Sign up for a free Spell account and get 10$ worth of GPU credits you can use towards this tutorial.
We will create and use a Spell workspace for this project. Go to the workspaces page, create a new workspace with a suitable name, and set the GitHub URL to point to the PIFuHD repo:
On the next page we will fill out our other environment configuration details: the machine type (let's use a K80 GPU), framework (let's use default), pip requirements (we will need the scikit-image, tqdm, and pycocotools packages), and apt requirements (we will need ffmpeg).
Click through to finish set up and drop into the Jupyter Lab demo notebook!
Now, before we go any further, we will need to create a sample_image folder on the root directory to store our sample images.
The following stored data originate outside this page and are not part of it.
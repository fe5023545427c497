//! Session history queries: the last session and period summaries.

use crate::aliases::canonical;
use crate::format::{format_last, title_case, tonnage_kg};
use crate::units::{format_quantity, to_display};
use crate::{Entry, MassUnit, SetRecord, SummaryRange};
use chrono::{DateTime, Datelike, Duration, Utc};

/// Aggregate figures for the entries inside one summary range
#[derive(Clone, Debug, PartialEq)]
pub struct PeriodSummary {
    pub range: SummaryRange,
    pub sessions: usize,
    pub tonnage_kg: f64,
    /// Heaviest single stored weight in range, with its exercise
    pub top_lift: Option<(String, f64)>,
}

impl PeriodSummary {
    /// Render as a single line in the display unit
    ///
    /// Only the weekly summary reports a top lift.
    pub fn render(&self, unit: MassUnit) -> String {
        let mut line = format!(
            "📅 {} | Sessions: {} | Tonnage: {} {}·reps",
            self.range.label(),
            self.sessions,
            format_quantity(to_display(self.tonnage_kg, unit)),
            unit
        );

        if self.range == SummaryRange::Week {
            let top = match &self.top_lift {
                Some((exercise, weight_kg)) => format!(
                    "{} {} {}",
                    title_case(exercise),
                    format_quantity(to_display(*weight_kg, unit)),
                    unit
                ),
                None => "-".to_string(),
            };
            line.push_str(&format!(" | Top: {}", top));
        }

        line
    }
}

/// True if `logged_at` falls inside `range` as seen at `now`
pub fn in_range(logged_at: DateTime<Utc>, range: SummaryRange, now: DateTime<Utc>) -> bool {
    match range {
        SummaryRange::Today => logged_at.date_naive() == now.date_naive(),
        SummaryRange::Week => logged_at >= now - Duration::days(7),
        SummaryRange::Month => {
            logged_at.year() == now.year() && logged_at.month() == now.month()
        }
    }
}

/// Summarize the entries that fall inside `range`
pub fn summarize(entries: &[Entry], range: SummaryRange, now: DateTime<Utc>) -> PeriodSummary {
    let in_scope: Vec<&Entry> = entries
        .iter()
        .filter(|e| in_range(e.logged_at, range, now))
        .collect();

    let sets: Vec<SetRecord> = in_scope
        .iter()
        .flat_map(|e| e.sets.iter().cloned())
        .collect();

    let mut top_lift: Option<(String, f64)> = None;
    for set in &sets {
        if let Some(weight_kg) = set.weight_kg {
            let heavier = match &top_lift {
                Some((_, best)) => weight_kg > *best,
                None => true,
            };
            if heavier {
                top_lift = Some((set.exercise.clone(), weight_kg));
            }
        }
    }

    tracing::debug!(
        "Summarized {} of {} entries for {:?}",
        in_scope.len(),
        entries.len(),
        range
    );

    PeriodSummary {
        range,
        sessions: in_scope.len(),
        tonnage_kg: tonnage_kg(&sets),
        top_lift,
    }
}

/// Records of the most recent session, optionally for one exercise only
///
/// With an exercise, the most recent entry containing that exercise (after
/// alias resolution) is chosen and only its sets of that exercise returned.
/// On equal timestamps the later entry wins.
pub fn last_session(entries: &[Entry], exercise: Option<&str>) -> Option<Vec<SetRecord>> {
    let exercise = exercise.map(canonical);

    let latest = entries
        .iter()
        .filter(|e| match &exercise {
            Some(name) => e.has_exercise(name),
            None => !e.sets.is_empty(),
        })
        .fold(None::<&Entry>, |best, e| match best {
            Some(b) if b.logged_at > e.logged_at => Some(b),
            _ => Some(e),
        })?;

    let sets = latest
        .sets
        .iter()
        .filter(|s| exercise.as_deref().map_or(true, |name| s.exercise == name))
        .cloned()
        .collect();
    Some(sets)
}

/// Render the most recent session for display
pub fn render_last(entries: &[Entry], exercise: Option<&str>, unit: MassUnit) -> String {
    match last_session(entries, exercise) {
        Some(sets) => format_last(&sets, unit),
        None => "No previous sessions found.".to_string(),
    }
}

#[cfg(test)]
mod tests {
    use super::*;
    use chrono::TimeZone;

    fn entry_at(text: &str, logged_at: DateTime<Utc>) -> Entry {
        Entry::new(text, logged_at)
    }

    fn fixed_now() -> DateTime<Utc> {
        Utc.with_ymd_and_hms(2024, 3, 15, 18, 0, 0).unwrap()
    }

    #[test]
    fn test_in_range() {
        let now = fixed_now();
        let this_morning = Utc.with_ymd_and_hms(2024, 3, 15, 7, 0, 0).unwrap();
        let yesterday = now - Duration::days(1);
        let last_month = Utc.with_ymd_and_hms(2024, 2, 28, 12, 0, 0).unwrap();

        assert!(in_range(this_morning, SummaryRange::Today, now));
        assert!(!in_range(yesterday, SummaryRange::Today, now));
        assert!(in_range(yesterday, SummaryRange::Week, now));
        assert!(!in_range(now - Duration::days(8), SummaryRange::Week, now));
        assert!(in_range(yesterday, SummaryRange::Month, now));
        assert!(!in_range(last_month, SummaryRange::Month, now));
    }

    #[test]
    fn test_weekly_summary() {
        let now = fixed_now();
        let entries = vec![
            entry_at("bench press 3x10@60kg", now - Duration::days(1)),
            entry_at("squat 100x5x2, run 5km", now - Duration::days(3)),
            entry_at("deadlift 200x1x1", now - Duration::days(10)),
        ];

        let summary = summarize(&entries, SummaryRange::Week, now);
        assert_eq!(summary.sessions, 2);
        assert_eq!(summary.tonnage_kg, 2800.0);
        assert_eq!(summary.top_lift, Some(("squat".to_string(), 100.0)));
        assert_eq!(
            summary.render(MassUnit::Kg),
            "📅 Week | Sessions: 2 | Tonnage: 2800 kg·reps | Top: Squat 100 kg"
        );
    }

    #[test]
    fn test_today_summary_has_no_top_lift() {
        let now = fixed_now();
        let entries = vec![
            entry_at("bp 60kg x 10", now - Duration::hours(1)),
            entry_at("bp 60kg x 10", now - Duration::days(2)),
        ];

        let summary = summarize(&entries, SummaryRange::Today, now);
        assert_eq!(summary.sessions, 1);
        assert_eq!(
            summary.render(MassUnit::Lb),
            "📅 Today | Sessions: 1 | Tonnage: 1322.77 lb·reps"
        );
    }

    #[test]
    fn test_empty_week_summary() {
        let summary = summarize(&[], SummaryRange::Week, fixed_now());
        assert_eq!(summary.sessions, 0);
        assert_eq!(
            summary.render(MassUnit::Kg),
            "📅 Week | Sessions: 0 | Tonnage: 0 kg·reps | Top: -"
        );
    }

    #[test]
    fn test_top_lift_ties_keep_first_seen() {
        let now = fixed_now();
        let entries = vec![entry_at("squat 100 5, deadlift 100 5", now)];
        let summary = summarize(&entries, SummaryRange::Week, now);
        assert_eq!(summary.top_lift, Some(("squat".to_string(), 100.0)));
    }

    #[test]
    fn test_last_session() {
        let now = fixed_now();
        let entries = vec![
            entry_at("squat 100 8,8,6", now - Duration::days(2)),
            entry_at("bench 3x10@60, run 5km", now - Duration::days(1)),
        ];

        let last = last_session(&entries, None).unwrap();
        assert_eq!(last.len(), 4);
        assert_eq!(
            render_last(&entries, None, MassUnit::Kg),
            "🕘 Bench Press: 3×10 @ 60 kg\n🕘 Run: logged"
        );
    }

    #[test]
    fn test_last_session_for_exercise_uses_aliases() {
        let now = fixed_now();
        let entries = vec![
            entry_at("bp 60kg x 10, squat 100 5", now - Duration::days(2)),
            entry_at("squat 110 5", now - Duration::days(1)),
        ];

        let last = last_session(&entries, Some("Bench")).unwrap();
        assert_eq!(last, vec![SetRecord::strength("bench press", 10, 60.0)]);

        let squat = last_session(&entries, Some("squats")).unwrap();
        assert_eq!(squat, vec![SetRecord::strength("squat", 5, 110.0)]);
    }

    #[test]
    fn test_last_session_none() {
        assert!(last_session(&[], None).is_none());
        assert_eq!(
            render_last(&[], Some("squat"), MassUnit::Kg),
            "No previous sessions found."
        );
    }
}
We will use this folder to upload some test images for the model.
To test the model, you will need high-resolution image of humans. There are a few tips from the authors mentioned to get better results:
- Use a high-res image. The model is trained with 1024x1024 images. Use at least 512x512 with fine-details. Low-res images and JPEG artifacts may result in unsatisfactory results.
- Use an image with a single person. If the image contains multiple people, reconstruction quality is likely degraded.
- Front-facing with standing works best (or with fashion pose).
- The entire body is covered within the image (missing legs are partially supported).
- Make sure the input image is well lit. Extremely dark or bright images and strong shadows often create artifacts.
- I recommend a nearly parallel camera angle to the ground. High camera height may result in distorted legs or high heels.
- If the background is cluttered, use a less complex background or try removing it using https://www.remove.bg/ before processing.
- It's trained with humans only. Anime characters may not work well.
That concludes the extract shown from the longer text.